Another crash shook the hutment. The double doors banged open at the far side of the chamber admitting wind-blown sand and the sound of shouting. A small, black-robed figure could be seen momentarily against the light – Alia darting out to find a knife and, as befitted her Fremen training, to kill Harkonnen and Sardaukar wounded. House Sardaukar charged through a greened yellow haze toward the opening, weapons ready, forming an arc there to protect the Emperor’s retreat.

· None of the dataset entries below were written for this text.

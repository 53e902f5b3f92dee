//! Content converter trait and output errors
//!
//! The crawl loop hands every successfully fetched page to a
//! [`ContentConverter`] exactly once. Converter failures are counted by the
//! caller and never stop the crawl.

use crate::crawler::FetchedPage;
use std::future::Future;
use std::path::PathBuf;
use thiserror::Error;

/// Errors that can occur while converting a page
#[derive(Debug, Error)]
pub enum OutputError {
    #[error("No element matches the content selector on {url}")]
    NoContent { url: String },

    #[error("IO error: {0}")]
    Io(#[from] std::io::Error),

    #[error("HTTP error: {0}")]
    Http(#[from] reqwest::Error),

    #[error("Invalid selector: {0}")]
    Selector(String),
}

/// Result type for output operations
pub type OutputResult<T> = Result<T, OutputError>;

/// What a successful conversion produced
#[derive(Debug, Clone, PartialEq, Eq)]
pub struct ConvertedPage {
    /// Path of the written file
    pub path: PathBuf,

    /// Images that could not be fetched and were linked remotely instead
    pub image_failures: u64,
}

impl ConvertedPage {
    pub fn new(path: impl Into<PathBuf>) -> Self {
        Self {
            path: path.into(),
            image_failures: 0,
        }
    }
}

/// Turns a fetched page into a file on disk
pub trait ContentConverter {
    /// Converts one page and reports the written file
    fn convert(
        &mut self,
        page: &FetchedPage,
    ) -> impl Future<Output = OutputResult<ConvertedPage>>;
}
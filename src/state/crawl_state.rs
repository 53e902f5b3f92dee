use crate::url::normalize;
use std::collections::HashMap;

/// Run-level counters
///
/// Every counter only ever increases during a run; a resumed run starts from
/// the values stored in the checkpoint.
#[derive(Debug, Clone, Copy, Default, PartialEq, Eq)]
pub struct CrawlStatistics {
    /// Pages fetched successfully and handed to the converter
    pub fetched: u64,

    /// Pages the converter wrote successfully
    pub converted: u64,

    /// Pages the converter rejected
    pub convert_failed: u64,

    /// Fetches that ended in a terminal failure
    pub failed: u64,

    /// Dequeued URLs skipped as already visited or auto-skipped
    pub skipped: u64,

    /// Checkpoint writes or deletions that failed
    pub persistence_errors: u64,

    /// Images that could not be downloaded and were linked remotely
    pub image_failures: u64,
}

impl CrawlStatistics {
    /// Sum of all non-fatal error counters
    pub fn error_total(&self) -> u64 {
        self.convert_failed + self.failed + self.persistence_errors + self.image_failures
    }
}

/// Mutable progress of a crawl
///
/// Holds the visited set (normalized URL → first-seen raw URL), the ordered
/// list of crawled URLs, the per-URL lifetime failure counts and the run
/// statistics. This is exactly the information a checkpoint carries.
#[derive(Debug, Clone, Default)]
pub struct CrawlState {
    visited: HashMap<String, String>,
    crawled: Vec<String>,
    failures: HashMap<String, u32>,
    pub stats: CrawlStatistics,
}

impl CrawlState {
    /// Creates an empty state
    pub fn new() -> Self {
        Self::default()
    }

    /// Returns true if a URL with the same identity was already visited
    pub fn is_visited(&self, raw_url: &str) -> bool {
        self.visited.contains_key(&normalize(raw_url))
    }

    /// Marks a URL as visited
    ///
    /// The first raw form seen for an identity stays canonical. Returns false
    /// (and changes nothing) if the identity was already present.
    pub fn mark_visited(&mut self, raw_url: &str) -> bool {
        let key = normalize(raw_url);
        if self.visited.contains_key(&key) {
            return false;
        }

        self.visited.insert(key, raw_url.to_string());
        self.crawled.push(raw_url.to_string());
        true
    }

    /// Inserts a visited entry without touching the crawled list
    fn restore_visited(&mut self, raw_url: &str) {
        self.visited
            .entry(normalize(raw_url))
            .or_insert_with(|| raw_url.to_string());
    }

    /// Number of distinct visited identities
    pub fn visited_count(&self) -> usize {
        self.visited.len()
    }

    /// Canonical raw URLs of the visited set, sorted for stable output
    pub fn visited_urls(&self) -> Vec<String> {
        let mut urls: Vec<String> = self.visited.values().cloned().collect();
        urls.sort();
        urls
    }

    /// Raw URLs in the order they were successfully fetched
    pub fn crawled_urls(&self) -> &[String] {
        &self.crawled
    }

    /// Lifetime failure count of a raw URL
    pub fn failure_count(&self, raw_url: &str) -> u32 {
        self.failures.get(raw_url).copied().unwrap_or(0)
    }

    /// Records one failed attempt and returns the new lifetime count
    pub fn record_failure(&mut self, raw_url: &str) -> u32 {
        let count = self.failures.entry(raw_url.to_string()).or_insert(0);
        *count = count.saturating_add(1);
        *count
    }

    /// All lifetime failure counts
    pub fn failure_counts(&self) -> &HashMap<String, u32> {
        &self.failures
    }

    /// URLs whose failure count reached `threshold`, sorted
    pub fn auto_skipped(&self, threshold: u32) -> Vec<String> {
        let mut urls: Vec<String> = self
            .failures
            .iter()
            .filter(|(_, count)| **count >= threshold)
            .map(|(url, _)| url.clone())
            .collect();
        urls.sort();
        urls
    }

    /// Rebuilds a state from persisted parts
    ///
    /// `visited` may contain several raw forms of one identity; the first one
    /// wins. Crawled URLs not present in `visited` are added to it.
    pub fn from_parts(
        visited: &[String],
        crawled: Vec<String>,
        failures: HashMap<String, u32>,
        stats: CrawlStatistics,
    ) -> Self {
        let mut state = Self {
            visited: HashMap::with_capacity(visited.len()),
            crawled: Vec::new(),
            failures,
            stats,
        };

        for url in visited {
            state.restore_visited(url);
        }
        for url in &crawled {
            state.restore_visited(url);
        }
        state.crawled = crawled;

        state
    }
}
//! Output module for converted pages and run summaries
//!
//! This module handles:
//! - The converter interface the crawl loop hands pages to
//! - The default HTML to Markdown converter
//! - Printing the run summary

mod markdown;
mod stats;
mod traits;

pub use markdown::MarkdownConverter;
pub use stats::{format_summary, print_summary};
pub use traits::{ContentConverter, ConvertedPage, OutputError, OutputResult};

“Save yourself, Sire!” a Sardaukar officer shouted. “Into the ship!”

But the Emperor stood alone now on his dais pointing toward the doors. A forty-meter section of the hutment had been blasted away there and the selamlik’s doors opened now onto drifting sand. A dust cloud hung low over the outside world blowing from pastel distances. Static lightning crackled from the cloud and the spark flashes of shields being shorted out by the storm’s charge could be seen through the haze. The plain surged with figures in combat – Sardaukar and leaping gyrating robed men who seemed to come down out of the storm.

All this was as a frame for the target of the Emperor’s pointing hand.

Out of the sand haze came an orderly mass of flashing shapes – great rising curves with crystal spokes that resolved into the gaping mouths of sandworms, a massed wall of them, each with troops of Fremen riding to the attack. They came in a hissing wedge, robes whipping in the wind as they cut through the melee on the plain.

Onward toward the Emperor’s hutment they came while the House Sardaukar stood awed for the first time in their history by an onslaught their minds found difficult to accept.

But the figures leaping from the worm backs were men, and the blades flashing in that ominous yellow light were a thing the Sardaukar had been trained to face. They threw themselves into combat. And it was man to man on the plain of Arrakeen while a picked Sardaukar bodyguard pressed the Emperor back into the ship, sealed the door on him, and prepared to die at that door as part of his shield.

In the shock of comparative silence within the ship, the Emperor stared at the wide-eyed faces of his suite, seeing his oldest daughter with the flush of exertion on her cheeks, the old Truthsayer standing like a black shadow with her hood pulled about her face, finding at last the faces he sought – the two Guildsmen. They wore the Guild gray, unadorned, and it seemed to fit the calm they maintained despite the high emotions around them.

The taller of the two, though, held a hand to his left eye. As the Emperor watched, someone jostled the Guildsman’s arm, the hand moved, and the eye was revealed. The man had lost one of his masking contact lenses, and the eye stared out a total blue so dark as to be almost black.

The smaller of the pair elbowed his way a step nearer the Emperor, said: “We cannot know how it will go.” And the taller companion, hand restored to eye, added in a cold voice: “But this Muad’Dib cannot know, either.”

The words shocked the Emperor out of his daze. He checked the scorn on his tongue by a visible effort because it did not take a Guild navigator’s single-minded focus on the main chance to see the immediate future out on that plain. Were these two so dependent upon their faculty that they had lost the use of their eyes and their reason? he wondered.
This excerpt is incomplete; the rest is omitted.